*DATASET RECORDS*
use anyhow::{bail, Result};
use serde::Deserialize;

// ---------------------------------------------------------------------------
// Scaler – a pre-fit affine transform over fixed-length vectors
// ---------------------------------------------------------------------------

/// A fitted feature transform, serialized by the training pipeline.
///
/// Both kinds are affine per element, so `inverse_transform` undoes
/// `transform` exactly (up to floating-point rounding).
#[derive(Debug, Clone, Deserialize)]
#[serde(tag = "kind", rename_all = "snake_case")]
pub enum Scaler {
    /// Min-max scaling: maps `[data_min, data_max]` onto `[0, 1]`.
    MinMax {
        data_min: Vec<f64>,
        data_max: Vec<f64>,
    },
    /// Standardization: subtract the mean, divide by the scale.
    Standard { mean: Vec<f64>, scale: Vec<f64> },
}

impl Scaler {
    /// Number of vector elements this scaler was fitted on.
    pub fn dim(&self) -> usize {
        match self {
            Scaler::MinMax { data_min, .. } => data_min.len(),
            Scaler::Standard { mean, .. } => mean.len(),
        }
    }

    /// Reject scalers that cannot be applied: wrong dimension, a collapsed
    /// min-max span, or a zero standard scale.
    pub fn validate(&self, expected_dim: usize) -> Result<()> {
        match self {
            Scaler::MinMax { data_min, data_max } => {
                if data_min.len() != expected_dim || data_max.len() != expected_dim {
                    bail!(
                        "min-max scaler has {}/{} parameters, expected {expected_dim}",
                        data_min.len(),
                        data_max.len()
                    );
                }
                for (i, (lo, hi)) in data_min.iter().zip(data_max).enumerate() {
                    if !(hi > lo) {
                        bail!("feature {i}: data_max ({hi}) must exceed data_min ({lo})");
                    }
                }
            }
            Scaler::Standard { mean, scale } => {
                if mean.len() != expected_dim || scale.len() != expected_dim {
                    bail!(
                        "standard scaler has {}/{} parameters, expected {expected_dim}",
                        mean.len(),
                        scale.len()
                    );
                }
                for (i, s) in scale.iter().enumerate() {
                    if *s == 0.0 || !s.is_finite() {
                        bail!("feature {i}: scale must be finite and non-zero, got {s}");
                    }
                }
            }
        }
        Ok(())
    }

    /// Map raw values into the normalized space the model was trained on.
    pub fn transform(&self, input: &[f64]) -> Vec<f64> {
        debug_assert_eq!(input.len(), self.dim());
        match self {
            Scaler::MinMax { data_min, data_max } => input
                .iter()
                .zip(data_min.iter().zip(data_max))
                .map(|(&x, (&lo, &hi))| (x - lo) / (hi - lo))
                .collect(),
            Scaler::Standard { mean, scale } => input
                .iter()
                .zip(mean.iter().zip(scale))
                .map(|(&x, (&m, &s))| (x - m) / s)
                .collect(),
        }
    }

    /// Map normalized values back into physical units.
    pub fn inverse_transform(&self, input: &[f64]) -> Vec<f64> {
        debug_assert_eq!(input.len(), self.dim());
        match self {
            Scaler::MinMax { data_min, data_max } => input
                .iter()
                .zip(data_min.iter().zip(data_max))
                .map(|(&x, (&lo, &hi))| x * (hi - lo) + lo)
                .collect(),
            Scaler::Standard { mean, scale } => input
                .iter()
                .zip(mean.iter().zip(scale))
                .map(|(&x, (&m, &s))| x * s + m)
                .collect(),
        }
    }
}

// ---------------------------------------------------------------------------
// Tests
// ---------------------------------------------------------------------------

#[cfg(test)]
mod tests {
    use super::*;

    fn assert_close(actual: &[f64], expected: &[f64]) {
        assert_eq!(actual.len(), expected.len());
        for (a, e) in actual.iter().zip(expected) {
            assert!((a - e).abs() < 1e-9, "expected {e}, got {a}");
        }
    }

    fn min_max() -> Scaler {
        Scaler::MinMax {
            data_min: vec![10.0, 1000.0, 0.0],
            data_max: vec![100_000.0, 50_000.0, 1440.0],
        }
    }

    fn standard() -> Scaler {
        Scaler::Standard {
            mean: vec![500.0, 10.0, 1.0],
            scale: vec![100.0, 2.0, 0.5],
        }
    }

    #[test]
    fn min_max_maps_fitted_extremes_onto_unit_interval() {
        let scaler = min_max();
        assert_close(
            &scaler.transform(&[10.0, 1000.0, 0.0]),
            &[0.0, 0.0, 0.0],
        );
        assert_close(
            &scaler.transform(&[100_000.0, 50_000.0, 1440.0]),
            &[1.0, 1.0, 1.0],
        );
    }

    #[test]
    fn standard_transform_centers_and_scales() {
        let scaler = standard();
        assert_close(&scaler.transform(&[500.0, 10.0, 1.0]), &[0.0, 0.0, 0.0]);
        assert_close(&scaler.transform(&[600.0, 14.0, 0.5]), &[1.0, 2.0, -1.0]);
    }

    #[test]
    fn inverse_undoes_transform() {
        for scaler in [min_max(), standard()] {
            let raw = [100.0, 2000.0, 10.0];
            let round_trip = scaler.inverse_transform(&scaler.transform(&raw));
            assert_close(&round_trip, &raw);
        }
    }

    #[test]
    fn validate_rejects_dimension_mismatch() {
        assert!(min_max().validate(4).is_err());
        assert!(standard().validate(2).is_err());
        assert!(min_max().validate(3).is_ok());
        assert!(standard().validate(3).is_ok());
    }

    #[test]
    fn validate_rejects_degenerate_parameters() {
        let collapsed = Scaler::MinMax {
            data_min: vec![0.0, 5.0, 0.0],
            data_max: vec![1.0, 5.0, 1.0],
        };
        assert!(collapsed.validate(3).is_err());

        let zero_scale = Scaler::Standard {
            mean: vec![0.0, 0.0, 0.0],
            scale: vec![1.0, 0.0, 1.0],
        };
        assert!(zero_scale.validate(3).is_err());
    }

    #[test]
    fn deserializes_tagged_kinds() {
        let scaler: Scaler = serde_json::from_str(
            r#"{ "kind": "min_max", "data_min": [0.0], "data_max": [1.0] }"#,
        )
        .unwrap();
        assert!(matches!(scaler, Scaler::MinMax { .. }));

        let scaler: Scaler =
            serde_json::from_str(r#"{ "kind": "standard", "mean": [0.0], "scale": [1.0] }"#)
                .unwrap();
        assert!(matches!(scaler, Scaler::Standard { .. }));
    }
}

*EXERCISE*
Locate the lines above that hold the word "bail". Show every one of them.

*RESULT FOR THIS EXERCISE*
use anyhow::{bail, Result};
                    bail!(
                        bail!("feature {i}: data_max ({hi}) must exceed data_min ({lo})");
                    bail!(
                        bail!("feature {i}: scale must be finite and non-zero, got {s}");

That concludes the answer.